Exercise objective:
Count the lines below that include "SystemClock". Only the number should be given.

Stored entries:
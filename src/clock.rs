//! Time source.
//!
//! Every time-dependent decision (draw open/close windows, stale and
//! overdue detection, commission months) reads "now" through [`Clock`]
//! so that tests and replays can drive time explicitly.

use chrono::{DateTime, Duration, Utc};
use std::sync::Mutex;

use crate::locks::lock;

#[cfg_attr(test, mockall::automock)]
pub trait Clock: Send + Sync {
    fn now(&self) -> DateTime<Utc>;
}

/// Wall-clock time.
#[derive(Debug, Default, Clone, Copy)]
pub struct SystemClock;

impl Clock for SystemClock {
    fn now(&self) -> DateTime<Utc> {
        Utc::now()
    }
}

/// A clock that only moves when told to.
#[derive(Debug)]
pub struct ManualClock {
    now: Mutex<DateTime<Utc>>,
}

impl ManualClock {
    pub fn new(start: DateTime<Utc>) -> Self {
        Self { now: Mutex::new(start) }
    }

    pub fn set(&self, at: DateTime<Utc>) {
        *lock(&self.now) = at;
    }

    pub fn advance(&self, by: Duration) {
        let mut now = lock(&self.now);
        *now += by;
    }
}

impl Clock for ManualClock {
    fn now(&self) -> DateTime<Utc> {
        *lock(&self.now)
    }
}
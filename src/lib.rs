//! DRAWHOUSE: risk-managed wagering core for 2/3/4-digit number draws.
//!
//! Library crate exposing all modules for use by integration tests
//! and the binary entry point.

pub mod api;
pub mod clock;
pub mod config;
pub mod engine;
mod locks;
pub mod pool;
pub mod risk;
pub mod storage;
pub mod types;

Written response:
2